The treatment of electronically excited states with multireference perturbation theory

The n-electron valence state perturbation theory (NEVPT) belongs to the family of multireference perturbation theories. Starting from a CAS-CI zero order calculation, all the contracted double excitations are generated and a zero order Hamiltonian is built making use of Dyall's model Hamiltonian where all the bielectronic interactions between the active electrons are taken into account. The first order correction to the wave function is built as a summation of multireference functions each of which has an energy corresponding to a well defined physical process (e.g. an ionization involving the active electrons). The NEVPT approach presents some desirable characteristics such as a) invariance under orbital rotation in each of the three orbital classes (core, active and virtual), b) strict separability (size consistence) with respect to molecular dissociation, c) absence of intruder states. The theory can be applied to any solution of a CAS-CI calculation and is therefore well suited to the treatment of electronically excited states.
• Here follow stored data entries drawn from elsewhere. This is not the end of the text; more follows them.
//! Conversion of raw JSON attribute values into typed DICOM values.
use crate::imagesets::error::AttributeError;
use crate::imagesets::models::metadata::AttributeMap;
use crate::imagesets::services::vr::{resolve_tag, vr_name};
use base64::engine::general_purpose::STANDARD;
use base64::Engine;
use dicom::core::dictionary::VirtualVr;
use dicom::core::value::{InMemFragment, Value, C};
use dicom::core::{PrimitiveValue, VR};
use dicom::object::InMemDicomObject;
use serde_json::Value as JsonValue;
use std::str::FromStr;

/// The value type of an in-memory DICOM element.
pub type ElementValue = Value<InMemDicomObject, InMemFragment>;

/// Largest value a signed short can hold.
const SS_MAX: i64 = i16::MAX as i64;

/// Converts a raw attribute value to a DICOM value of the resolved VR.
///
/// Context dependent VRs are settled here, so the returned [`VR`] is the one to
/// encode the element with. Items of a sequence are handed to `nested`, which
/// builds the item data set.
pub fn coerce_value<F>(
    key: &str,
    raw: &JsonValue,
    vr: VirtualVr,
    nested: F,
) -> Result<(VR, ElementValue), AttributeError>
where
    F: FnMut(&AttributeMap) -> Result<InMemDicomObject, AttributeError>,
{
    match vr {
        VirtualVr::Exact(VR::SQ) => sequence(key, raw, nested).map(|v| (VR::SQ, v)),
        VirtualVr::Xs => us_or_ss(key, raw),
        VirtualVr::Lt => match raw {
            JsonValue::String(_) => binary(key, raw, VR::OW),
            _ => primitive(key, raw, VR::US),
        },
        VirtualVr::Exact(vr) if is_binary(vr) => binary(key, raw, vr),
        VirtualVr::Exact(vr) => primitive(key, raw, vr),
        // OB or OW, and anything else that is opaque
        _ => binary(key, raw, VR::OB),
    }
}

/// Whether a VR carries inline binary data, written as base64 in the metadata.
pub fn is_binary(vr: VR) -> bool {
    matches!(
        vr,
        VR::OB | VR::OD | VR::OF | VR::OL | VR::OV | VR::OW | VR::UN
    )
}

fn sequence<F>(key: &str, raw: &JsonValue, mut nested: F) -> Result<ElementValue, AttributeError>
where
    F: FnMut(&AttributeMap) -> Result<InMemDicomObject, AttributeError>,
{
    let items: &[JsonValue] = match raw {
        JsonValue::Array(items) => items,
        JsonValue::Null => &[],
        _ => return Err(AttributeError::coercion(key, "SQ", "expected a list of items")),
    };
    let items = items
        .iter()
        .map(|item| match item {
            JsonValue::Object(attributes) => nested(attributes),
            _ => Err(AttributeError::coercion(
                key,
                "SQ",
                "sequence items must be attribute mappings",
            )),
        })
        .collect::<Result<Vec<_>, _>>()?;
    Ok(Value::Sequence(items.into()))
}

/// A single integer is signed unless it does not fit a signed short;
/// multiple values are always unsigned.
fn us_or_ss(key: &str, raw: &JsonValue) -> Result<(VR, ElementValue), AttributeError> {
    match raw.as_i64() {
        Some(v) if v > SS_MAX => primitive(key, raw, VR::US),
        Some(_) => primitive(key, raw, VR::SS),
        None => primitive(key, raw, VR::US),
    }
}

fn binary(key: &str, raw: &JsonValue, vr: VR) -> Result<(VR, ElementValue), AttributeError> {
    let encoded = match raw {
        JsonValue::String(s) => s,
        JsonValue::Null => return Ok((vr, PrimitiveValue::Empty.into())),
        _ => return Err(AttributeError::coercion(key, vr, "expected a base64 string")),
    };
    let data = decode_base64(encoded).map_err(|err| AttributeError::coercion(key, vr, err))?;
    Ok((vr, PrimitiveValue::from(data).into()))
}

/// Decodes base64 text, tolerating the line breaks of MIME encoders.
pub fn decode_base64(encoded: &str) -> Result<Vec<u8>, base64::DecodeError> {
    let compact: String = encoded.chars().filter(|c| !c.is_ascii_whitespace()).collect();
    STANDARD.decode(compact)
}

fn primitive(key: &str, raw: &JsonValue, vr: VR) -> Result<(VR, ElementValue), AttributeError> {
    let items: Vec<&JsonValue> = match raw {
        JsonValue::Null => Vec::new(),
        JsonValue::Array(items) => items.iter().collect(),
        other => vec![other],
    };
    if items.is_empty() {
        return Ok((vr, PrimitiveValue::Empty.into()));
    }

    let fail = |reason: &str| AttributeError::coercion(key, vr_name(VirtualVr::Exact(vr)), reason);

    let value = match vr {
        VR::AE
        | VR::AS
        | VR::CS
        | VR::DA
        | VR::DT
        | VR::LO
        | VR::LT
        | VR::SH
        | VR::ST
        | VR::TM
        | VR::UC
        | VR::UI
        | VR::UR
        | VR::UT
        | VR::DS
        | VR::IS => PrimitiveValue::Strs(collect(&items, text).ok_or_else(|| fail("expected text"))?),
        VR::PN => PrimitiveValue::Strs(
            collect(&items, person_name).ok_or_else(|| fail("expected a person name"))?,
        ),
        VR::AT => PrimitiveValue::Tags(
            collect(&items, |v| v.as_str().and_then(|s| resolve_tag(s.trim())))
                .ok_or_else(|| fail("expected a tag"))?,
        ),
        VR::SS => PrimitiveValue::I16(collect(&items, integer).ok_or_else(|| fail("expected 16-bit signed integers"))?),
        VR::US => PrimitiveValue::U16(collect(&items, integer).ok_or_else(|| fail("expected 16-bit unsigned integers"))?),
        VR::SL => PrimitiveValue::I32(collect(&items, integer).ok_or_else(|| fail("expected 32-bit signed integers"))?),
        VR::UL => PrimitiveValue::U32(collect(&items, integer).ok_or_else(|| fail("expected 32-bit unsigned integers"))?),
        VR::SV => PrimitiveValue::I64(collect(&items, integer).ok_or_else(|| fail("expected 64-bit signed integers"))?),
        VR::UV => PrimitiveValue::U64(collect(&items, integer).ok_or_else(|| fail("expected 64-bit unsigned integers"))?),
        VR::FL => PrimitiveValue::F32(
            collect(&items, |v| float(v).map(|f| f as f32)).ok_or_else(|| fail("expected numbers"))?,
        ),
        VR::FD => PrimitiveValue::F64(collect(&items, float).ok_or_else(|| fail("expected numbers"))?),
        VR::OB | VR::OD | VR::OF | VR::OL | VR::OV | VR::OW | VR::UN => {
            return binary(key, raw, vr);
        }
        VR::SQ => return Err(fail("sequences are not primitive values")),
    };
    Ok((vr, value.into()))
}

fn collect<T>(items: &[&JsonValue], convert: impl Fn(&JsonValue) -> Option<T>) -> Option<C<T>> {
    items.iter().map(|v| convert(*v)).collect()
}

fn text(value: &JsonValue) -> Option<String> {
    match value {
        JsonValue::String(s) => Some(s.clone()),
        JsonValue::Number(n) => Some(n.to_string()),
        JsonValue::Null => Some(String::new()),
        _ => None,
    }
}

/// Person names come as plain strings, or as DICOM JSON name groups.
fn person_name(value: &JsonValue) -> Option<String> {
    match value {
        JsonValue::Object(groups) => {
            let group = |name: &str| groups.get(name).and_then(JsonValue::as_str).unwrap_or("");
            let name = [group("Alphabetic"), group("Ideographic"), group("Phonetic")]
                .join("=")
                .trim_end_matches('=')
                .to_string();
            Some(name)
        }
        other => text(other),
    }
}

fn integer<T>(value: &JsonValue) -> Option<T>
where
    T: TryFrom<i64> + TryFrom<u64> + FromStr,
{
    match value {
        JsonValue::Number(n) => n
            .as_i64()
            .and_then(|v| <T as TryFrom<i64>>::try_from(v).ok())
            .or_else(|| n.as_u64().and_then(|v| <T as TryFrom<u64>>::try_from(v).ok())),
        JsonValue::String(s) => s.trim().parse().ok(),
        _ => None,
    }
}

fn float(value: &JsonValue) -> Option<f64> {
    match value {
        JsonValue::Number(n) => n.as_f64(),
        JsonValue::String(s) => s.trim().parse().ok(),
        _ => None,
    }
}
The theory can be formulated either in a state specific approach or in a quasi-degenerate formalism. The latter is well suited in cases where the mixing of the configurations in the zero order wave function is poorly described in the variational procedure, as can occur in avoided crossings between ionic and covalent states or in excited states of mixed valence-Rydberg character. The theory is illustrated through a few significant test calculations.